Description of the task:
From the entries, copy out every line in which the word "stdout" is found.

(Records from a collection)
○ ○ ○ ○

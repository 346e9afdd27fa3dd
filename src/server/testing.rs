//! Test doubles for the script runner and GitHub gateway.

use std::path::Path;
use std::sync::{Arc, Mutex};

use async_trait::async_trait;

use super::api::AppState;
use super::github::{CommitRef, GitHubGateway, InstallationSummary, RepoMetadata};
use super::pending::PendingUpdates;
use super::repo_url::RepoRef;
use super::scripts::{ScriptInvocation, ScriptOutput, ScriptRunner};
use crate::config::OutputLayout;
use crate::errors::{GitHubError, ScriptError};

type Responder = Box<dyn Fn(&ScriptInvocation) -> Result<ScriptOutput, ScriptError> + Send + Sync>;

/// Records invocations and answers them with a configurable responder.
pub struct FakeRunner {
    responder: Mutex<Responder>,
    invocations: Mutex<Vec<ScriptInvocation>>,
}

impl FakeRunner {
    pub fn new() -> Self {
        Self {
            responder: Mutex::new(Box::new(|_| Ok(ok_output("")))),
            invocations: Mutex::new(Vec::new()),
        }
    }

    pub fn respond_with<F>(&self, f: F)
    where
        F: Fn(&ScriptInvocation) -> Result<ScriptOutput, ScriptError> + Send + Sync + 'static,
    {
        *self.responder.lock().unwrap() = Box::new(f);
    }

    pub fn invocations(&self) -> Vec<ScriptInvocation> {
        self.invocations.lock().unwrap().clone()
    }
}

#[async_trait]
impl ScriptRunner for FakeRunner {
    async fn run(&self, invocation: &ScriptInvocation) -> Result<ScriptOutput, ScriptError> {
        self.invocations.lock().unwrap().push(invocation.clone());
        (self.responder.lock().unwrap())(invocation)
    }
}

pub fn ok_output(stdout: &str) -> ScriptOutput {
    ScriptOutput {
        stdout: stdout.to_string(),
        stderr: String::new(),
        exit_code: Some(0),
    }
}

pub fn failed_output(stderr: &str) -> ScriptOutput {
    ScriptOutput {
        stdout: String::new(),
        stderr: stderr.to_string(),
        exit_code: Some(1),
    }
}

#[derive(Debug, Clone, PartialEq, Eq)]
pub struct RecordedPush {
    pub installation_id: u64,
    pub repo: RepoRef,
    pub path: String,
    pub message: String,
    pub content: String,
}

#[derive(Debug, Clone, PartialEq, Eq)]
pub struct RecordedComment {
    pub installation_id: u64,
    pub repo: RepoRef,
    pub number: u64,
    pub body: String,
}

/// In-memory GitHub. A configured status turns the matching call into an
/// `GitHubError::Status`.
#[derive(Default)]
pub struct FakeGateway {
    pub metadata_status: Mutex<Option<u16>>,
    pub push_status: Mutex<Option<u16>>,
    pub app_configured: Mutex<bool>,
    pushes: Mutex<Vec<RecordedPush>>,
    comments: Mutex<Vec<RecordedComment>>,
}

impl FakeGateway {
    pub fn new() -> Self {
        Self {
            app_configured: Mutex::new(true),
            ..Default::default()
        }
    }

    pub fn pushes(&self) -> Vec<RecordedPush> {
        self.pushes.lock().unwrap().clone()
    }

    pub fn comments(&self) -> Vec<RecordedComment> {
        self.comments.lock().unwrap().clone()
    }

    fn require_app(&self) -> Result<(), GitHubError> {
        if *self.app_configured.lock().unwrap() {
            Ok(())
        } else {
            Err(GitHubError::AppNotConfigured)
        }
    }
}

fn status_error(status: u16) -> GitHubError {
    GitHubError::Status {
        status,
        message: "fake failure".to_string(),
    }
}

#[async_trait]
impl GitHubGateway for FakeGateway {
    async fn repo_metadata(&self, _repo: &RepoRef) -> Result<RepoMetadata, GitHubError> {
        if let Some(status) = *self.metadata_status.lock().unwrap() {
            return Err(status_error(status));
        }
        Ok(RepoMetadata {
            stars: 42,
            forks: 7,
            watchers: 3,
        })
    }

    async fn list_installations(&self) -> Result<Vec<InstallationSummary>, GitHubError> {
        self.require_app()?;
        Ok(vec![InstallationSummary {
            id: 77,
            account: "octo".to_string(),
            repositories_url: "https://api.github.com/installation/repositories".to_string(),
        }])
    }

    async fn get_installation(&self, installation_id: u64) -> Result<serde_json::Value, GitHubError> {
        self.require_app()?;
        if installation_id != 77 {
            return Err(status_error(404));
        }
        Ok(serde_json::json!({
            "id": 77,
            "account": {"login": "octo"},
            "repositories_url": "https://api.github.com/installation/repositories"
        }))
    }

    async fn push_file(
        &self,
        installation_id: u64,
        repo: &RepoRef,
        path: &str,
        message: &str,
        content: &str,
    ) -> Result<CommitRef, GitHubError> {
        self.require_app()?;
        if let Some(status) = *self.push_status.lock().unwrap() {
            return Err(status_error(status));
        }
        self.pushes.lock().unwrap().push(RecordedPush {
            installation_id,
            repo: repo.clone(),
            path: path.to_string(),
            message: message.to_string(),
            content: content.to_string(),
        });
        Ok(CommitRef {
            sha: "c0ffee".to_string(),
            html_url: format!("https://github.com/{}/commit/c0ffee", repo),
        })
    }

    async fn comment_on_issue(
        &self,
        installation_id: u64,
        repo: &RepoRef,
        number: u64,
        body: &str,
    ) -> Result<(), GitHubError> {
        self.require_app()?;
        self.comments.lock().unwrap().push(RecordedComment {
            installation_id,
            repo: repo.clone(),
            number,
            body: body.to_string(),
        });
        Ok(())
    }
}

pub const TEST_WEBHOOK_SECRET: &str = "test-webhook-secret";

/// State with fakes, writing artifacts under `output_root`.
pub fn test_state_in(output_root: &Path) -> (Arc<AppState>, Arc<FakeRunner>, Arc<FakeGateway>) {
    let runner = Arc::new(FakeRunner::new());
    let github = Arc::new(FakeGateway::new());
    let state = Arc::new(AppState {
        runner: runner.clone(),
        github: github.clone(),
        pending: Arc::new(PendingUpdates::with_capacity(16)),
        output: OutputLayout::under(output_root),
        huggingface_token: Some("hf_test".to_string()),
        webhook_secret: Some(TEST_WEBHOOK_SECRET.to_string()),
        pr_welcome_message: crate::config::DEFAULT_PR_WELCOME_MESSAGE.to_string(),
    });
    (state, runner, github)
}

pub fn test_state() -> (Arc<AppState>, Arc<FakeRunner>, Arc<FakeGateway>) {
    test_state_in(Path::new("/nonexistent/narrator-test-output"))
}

○ ○ ○ ○

Response to this task:
pub fn ok_output(stdout: &str) -> ScriptOutput {
        stdout: stdout.to_string(),
        stdout: String::new(),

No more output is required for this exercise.